MAUDE Adverse Event Report: BD MEDICAL (BD WEST) MEDICAL SURGICAL BD FILTER NEEDLE 19G X 1/2 IN; MANUAL SURGICAL INSTRUMENT FOR GENERAL USE

Model Number 305200

Device Problem Device Markings/Labelling Problem (2911)

Patient Problem No Consequences Or Impact To Patient (2199)

Event Date 09/29/2020

Event Type  malfunction  

Manufacturer Narrative

There were multiple lot numbers reported to be involved.The information for each lot number is as follows: medical device lot #: 1139381, medical device expiration date: na, device manufacture date: 2005-02-03, medical device lot #: 4351512, medical device expiration date: na, device manufacture date: 2005-02-03, (b)(4).Investigation summary: a device history record review was not possible due to the date of production of provided lot numbers 1139381 and 4351512.One lot was produced in 2011 and other in 2014.In 2011 and 2014 the expiration date was not a requirement for printing on the labels.Based on the information given, the customer has expired product.There are quality controls currently in place to detect the defect of label content missing during the production process.Further action has not been determined necessary at this time.Complaints received for this device and reported condition will continue to be tracked and trended.Our quality team regularly reviews the collected data for identification of emerging trends.Investigation conclusion: these lot #s were produced during 2011 and 2014; at that time, the expiration date was not a requirement for printing it on the labels.A review of the applicable fmea/eura ((b)(4)) indicates that the potential risk of the reported event was assessed appropriately in the risk management documentation.Root cause description: the customer has expired product.Rationale: based on the investigation carried out and with the information provided the symptom reported by the customer is confirmed.It is recommended that rcc/hypodermic marketing informs the customer they have expired products- both lot #s.

Event Description

It was reported that an unspecified number of bd filter needles 19g x 1/2 in experienced missing label information which was noted prior to use.The following information was provided by the initial reporter: material no: 305200, batch no: 1139381, 4351512.Caller has various lot numbers of 305200.Some have expiration dates listed, some do not.Lot numbers 1139381 and 4351512 do not have expiration dates listed.

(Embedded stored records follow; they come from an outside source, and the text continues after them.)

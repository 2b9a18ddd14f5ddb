//! I/O error description helpers.
//!
//! Renders an io::Error with the operation, the path and a platform-aware
//! hint so per-file failures in a report are actionable on their own.

use std::io;
use std::path::Path;

/// Format a human-friendly message with op/path plus platform-aware hints.
pub fn describe_io_error(op: &str, path: &Path, e: &io::Error) -> String {
    let mut msg = format!("{} '{}': {}", op, path.display(), e);

    if let Some(code) = e.raw_os_error() {
        #[cfg(unix)]
        {
            match code {
                libc::EACCES | libc::EPERM => {
                    msg.push_str(" (permission denied; check ownership and write permissions)");
                }
                libc::EXDEV => {
                    msg.push_str(" (cross-filesystem; rename not possible)");
                }
                libc::EBUSY => {
                    msg.push_str(" (resource busy; ensure no other process is using it)");
                }
                libc::ENOENT => {
                    msg.push_str(" (path not found; verify it exists)");
                }
                libc::EEXIST => {
                    msg.push_str(" (already exists)");
                }
                libc::ENOSPC => {
                    msg.push_str(" (insufficient space on device)");
                }
                libc::EROFS => {
                    msg.push_str(" (read-only filesystem; cannot write here)");
                }
                libc::ENAMETOOLONG => {
                    msg.push_str(" (filename or path too long)");
                }
                libc::ENOTDIR => {
                    msg.push_str(" (a path component is not a directory)");
                }
                _ => {}
            }
        }
        #[cfg(windows)]
        {
            match code {
                5 => msg.push_str(" (access denied; check permissions)"), // ERROR_ACCESS_DENIED
                17 => msg.push_str(" (not same device; cross-filesystem move)"), // ERROR_NOT_SAME_DEVICE
                32 => msg.push_str(" (sharing violation; file is in use)"), // ERROR_SHARING_VIOLATION
                2 | 3 => msg.push_str(" (path not found; verify it exists)"),
                80 | 183 => msg.push_str(" (already exists)"),
                112 => msg.push_str(" (insufficient disk space)"), // ERROR_DISK_FULL
                206 => msg.push_str(" (filename or path too long)"),
                _ => {}
            }
        }
        msg.push_str(&format!(" [os code: {}]", code));
    } else {
        match e.kind() {
            io::ErrorKind::PermissionDenied => {
                msg.push_str(" (permission denied; check ownership and write permissions)");
            }
            io::ErrorKind::NotFound => {
                msg.push_str(" (path not found; verify it exists)");
            }
            io::ErrorKind::AlreadyExists => {
                msg.push_str(" (already exists)");
            }
            _ => {}
        }
    }

    msg
}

• Brand Name: BD FILTER NEEDLE 19G X 1/2 IN
• Type of Device: MANUAL SURGICAL INSTRUMENT FOR GENERAL USE
• Manufacturer (Section D): BD MEDICAL (BD WEST) MEDICAL SURGICAL; 1852 10th avenue; columbus NE 68601
• Manufacturer (Section G): BD MEDICAL (BD WEST) MEDICAL SURGICAL; 1852 10th avenue; columbus NE 68601
• Manufacturer Contact: brett wilko ; 9450 south state street; sandy, UT 84070 ; 8015296192
• MDR Report Key: 10723549
• MDR Text Key: 214153057
• Report Number: 1911916-2020-00968
• Device Sequence Number: 1
• Product Code: GAA
• UDI-Device Identifier: 30382903052005
• UDI-Public: 30382903052005
• Combination Product (y/n): N
• Reporter Country Code: US
• PMA/PMN Number: EXEMPT
• Number of Events Reported: 1
• Summary Report (Y/N): N
• Report Source: Manufacturer
• Source Type: other,user facility
• Reporter Occupation: Other Health Care Professional
• Type of Report: Initial
• Report Date: 10/07/2020

1 Device was Involved in the Event

1 Patient was Involved in the Event

• Date FDA Received: 10/22/2020
• Is this an Adverse Event Report?: No
• Is this a Product Problem Report?: Yes
• Device Operator: Other
• Device Model Number: 305200
• Device Catalogue Number: 305200
• Device Lot Number: SEE H10
• Was Device Available for Evaluation?: No
• Is the Reporter a Health Professional?: Yes
• Date Manufacturer Received: 09/29/2020
• Was Device Evaluated by Manufacturer?: Device Not Returned to Manufacturer
• Is the Device Single Use?: Yes
• Is This a Reprocessed and Reused Single-Use Device?: No
• Type of Device Usage: Initial
• Patient Sequence Number: 1
• Patient Outcome(s): Other